Task directions
What lines of the data below hold the string "into"? Copy each one.
***
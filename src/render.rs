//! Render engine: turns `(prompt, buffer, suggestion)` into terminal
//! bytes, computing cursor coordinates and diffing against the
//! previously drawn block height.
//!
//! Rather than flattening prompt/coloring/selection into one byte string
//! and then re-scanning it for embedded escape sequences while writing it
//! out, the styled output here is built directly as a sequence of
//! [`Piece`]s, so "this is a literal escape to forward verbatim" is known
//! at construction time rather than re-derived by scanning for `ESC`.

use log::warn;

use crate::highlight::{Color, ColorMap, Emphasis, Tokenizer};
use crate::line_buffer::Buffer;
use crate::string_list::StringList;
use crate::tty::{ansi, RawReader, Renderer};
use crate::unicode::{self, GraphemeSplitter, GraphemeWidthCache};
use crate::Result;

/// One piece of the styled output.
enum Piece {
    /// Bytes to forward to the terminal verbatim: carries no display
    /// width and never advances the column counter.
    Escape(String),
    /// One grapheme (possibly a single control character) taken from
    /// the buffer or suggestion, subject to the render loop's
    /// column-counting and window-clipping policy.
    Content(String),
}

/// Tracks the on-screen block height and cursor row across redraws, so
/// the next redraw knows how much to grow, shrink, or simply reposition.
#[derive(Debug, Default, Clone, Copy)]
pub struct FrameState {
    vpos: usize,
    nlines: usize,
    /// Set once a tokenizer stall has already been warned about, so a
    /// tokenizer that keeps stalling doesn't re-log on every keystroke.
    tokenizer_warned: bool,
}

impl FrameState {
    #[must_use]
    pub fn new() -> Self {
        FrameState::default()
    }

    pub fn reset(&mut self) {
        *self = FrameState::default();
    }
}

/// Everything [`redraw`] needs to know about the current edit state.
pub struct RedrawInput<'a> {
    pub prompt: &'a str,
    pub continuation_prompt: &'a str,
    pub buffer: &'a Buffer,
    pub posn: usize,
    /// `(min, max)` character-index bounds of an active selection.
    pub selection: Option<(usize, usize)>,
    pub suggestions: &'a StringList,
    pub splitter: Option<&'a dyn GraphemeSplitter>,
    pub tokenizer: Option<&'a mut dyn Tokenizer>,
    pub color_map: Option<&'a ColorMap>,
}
***
Task output
//! Render engine: turns `(prompt, buffer, suggestion)` into terminal
//! Rather than flattening prompt/coloring/selection into one byte string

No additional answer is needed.